- **WHAT YOU NEED TO DO**: Using the listing that follows, return every line with the word "SpeechSynthesizer".
--- START ---
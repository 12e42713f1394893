//! Math Tutor API Library Crate
//!
//! This library contains the web-facing side of the tutor: configuration,
//! the session store, API handlers and routing. The `api` binary is a thin
//! wrapper around this library.

pub mod config;
pub mod handlers;
pub mod models;
pub mod router;
pub mod sessions;
pub mod state;
//! The per-turn controller tying routing, explanation and session state together.

use crate::{
    Command,
    explain::Explainer,
    intent::{IntentClassifier, RouteError, RoutedAction, route},
    session::Session,
    speech::SpeechSynthesizer,
};
use std::sync::Arc;
use tracing::{error, info, instrument};

#[derive(Debug, Clone, PartialEq, Eq, thiserror::Error)]
pub enum TurnError {
    /// The classifier asked for a difficulty change the tutor cannot honour.
    #[error(transparent)]
    InvalidDifficulty(#[from] RouteError),
    #[error("session has already ended")]
    SessionTerminated,
}

impl TurnError {
    /// Something safe to say to the student about the failed turn.
    pub fn user_message(&self) -> String {
        match self {
            Self::InvalidDifficulty(_) => {
                "Sorry, I can only set the difficulty to easy, medium, or hard.".to_string()
            }
            Self::SessionTerminated => {
                "This session has ended. Start a new one to keep learning.".to_string()
            }
        }
    }
}

/// Decides what to do with each utterance and keeps the session up to date.
#[derive(Clone)]
pub struct Tutor {
    classifier: Arc<dyn IntentClassifier>,
    explainer: Explainer,
}

impl Tutor {
    pub fn new(classifier: Arc<dyn IntentClassifier>, explainer: Explainer) -> Self {
        Self {
            classifier,
            explainer,
        }
    }

    /// Runs one complete turn for `text`.
    ///
    /// A failed turn leaves the session exactly as it was.
    #[instrument(name = "turn", skip_all, fields(conversation_id = %session.conversation_id()))]
    pub async fn take_turn(&self, session: &mut Session, text: &str) -> Result<Command, TurnError> {
        if session.is_terminated() {
            return Err(TurnError::SessionTerminated);
        }

        let action = route(text, session.conversation_id(), self.classifier.as_ref()).await?;
        let command = match action {
            RoutedAction::ClarificationNeeded(prompt) => Command::SpeakText(prompt),
            RoutedAction::SetDifficulty(level) => {
                session.set_difficulty(level);
                info!(difficulty = %level, "Difficulty updated");
                Command::SpeakText(format!("Difficulty level set to {level}"))
            }
            RoutedAction::Quit(farewell) => {
                session.terminate();
                info!("Session ended by student");
                Command::SessionComplete(farewell)
            }
            RoutedAction::MathQuestion(question) => {
                Command::SpeakText(self.explainer.explain(&question, session).await)
            }
        };
        Ok(command)
    }
}

/// Hands a reply to the speech collaborator.
///
/// Speech is best effort: the reply counts as delivered even when playback
/// fails, so errors are logged and swallowed.
pub async fn deliver(text: &str, synthesizer: &dyn SpeechSynthesizer) {
    if text.is_empty() {
        return;
    }
    if let Err(e) = synthesizer.speak(text).await {
        error!(error = %e, "Error in text-to-speech");
    }
}
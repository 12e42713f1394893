//! Speaks tutor replies through the default output device.

use crate::audio::{AudioError, SPEECH_PCM_SAMPLE_RATE, decode_pcm16_le, resample};
use async_trait::async_trait;
use cpal::{
    FromSample, Sample, SampleFormat, SizedSample,
    traits::{DeviceTrait, HostTrait, StreamTrait},
};
use mathtutor_core::speech::{ElevenLabsClient, OutputFormat, SpeechError, SpeechSynthesizer};
use ringbuf::{
    HeapRb,
    traits::{Consumer, Producer, Split},
};
use std::{
    sync::{
        Arc,
        atomic::{AtomicBool, Ordering},
    },
    time::{Duration, Instant},
};
use tracing::{debug, error};

/// Synthesizes speech with ElevenLabs and plays it locally.
pub struct LocalSpeaker {
    client: ElevenLabsClient,
}

impl LocalSpeaker {
    pub fn new(client: ElevenLabsClient) -> Self {
        Self { client }
    }
}

#[async_trait]
impl SpeechSynthesizer for LocalSpeaker {
    async fn speak(&self, text: &str) -> Result<(), SpeechError> {
        let pcm = self.client.synthesize(text, OutputFormat::Pcm24k).await?;
        let samples = decode_pcm16_le(&pcm);
        debug!(samples = samples.len(), "Speech synthesized");

        // cpal streams are not Send; keep the whole playback on a blocking thread.
        tokio::task::spawn_blocking(move || play_blocking(samples))
            .await
            .map_err(|e| SpeechError::Playback(e.to_string()))?
            .map_err(|e| SpeechError::Playback(e.to_string()))
    }
}

/// Plays 24kHz mono samples on the default output device and waits for them to finish.
pub fn play_blocking(samples: Vec<f32>) -> Result<(), AudioError> {
    if samples.is_empty() {
        return Ok(());
    }

    let host = cpal::default_host();
    let device = host
        .default_output_device()
        .ok_or(AudioError::NoOutputDevice)?;
    let supported = device
        .default_output_config()
        .map_err(|e| AudioError::Config(e.to_string()))?;
    let sample_format = supported.sample_format();
    let config: cpal::StreamConfig = supported.into();

    let samples = resample(&samples, SPEECH_PCM_SAMPLE_RATE, config.sample_rate.0)?;
    debug!(
        device = device.name().unwrap_or_default(),
        sample_rate = config.sample_rate.0,
        channels = config.channels,
        "Starting playback"
    );

    match sample_format {
        SampleFormat::F32 => play_on::<f32>(&device, &config, samples),
        SampleFormat::I16 => play_on::<i16>(&device, &config, samples),
        SampleFormat::U16 => play_on::<u16>(&device, &config, samples),
        other => Err(AudioError::UnsupportedFormat(format!("{other:?}"))),
    }
}

fn play_on<T>(
    device: &cpal::Device,
    config: &cpal::StreamConfig,
    samples: Vec<f32>,
) -> Result<(), AudioError>
where
    T: SizedSample + FromSample<f32>,
{
    let channels = config.channels as usize;
    let frame_count = samples.len();

    let (mut producer, mut consumer) = HeapRb::<f32>::new(frame_count.max(1)).split();
    producer.push_slice(&samples);

    let finished = Arc::new(AtomicBool::new(false));
    let finished_in_callback = finished.clone();

    let stream = device
        .build_output_stream(
            config,
            move |data: &mut [T], _: &cpal::OutputCallbackInfo| {
                for frame in data.chunks_mut(channels) {
                    let sample = consumer.try_pop().unwrap_or_else(|| {
                        finished_in_callback.store(true, Ordering::Relaxed);
                        0.0
                    });
                    for out in frame.iter_mut() {
                        *out = T::from_sample(sample);
                    }
                }
            },
            |err| error!(error = %err, "Audio playback error"),
            None,
        )
        .map_err(|e| AudioError::Stream(e.to_string()))?;
    stream
        .play()
        .map_err(|e| AudioError::Stream(e.to_string()))?;

    let clip = Duration::from_millis(frame_count as u64 * 1000 / config.sample_rate.0 as u64);
    let deadline = Instant::now() + clip + Duration::from_millis(500);
    while !finished.load(Ordering::Relaxed) && Instant::now() < deadline {
        std::thread::sleep(Duration::from_millis(50));
    }

    drop(stream);
    debug!(frames = frame_count, "Playback complete");
    Ok(())
}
--- END ---
- **EXERCISE RESPONSE**:
    speech::SpeechSynthesizer,
pub async fn deliver(text: &str, synthesizer: &dyn SpeechSynthesizer) {
use mathtutor_core::speech::{ElevenLabsClient, OutputFormat, SpeechError, SpeechSynthesizer};
impl SpeechSynthesizer for LocalSpeaker {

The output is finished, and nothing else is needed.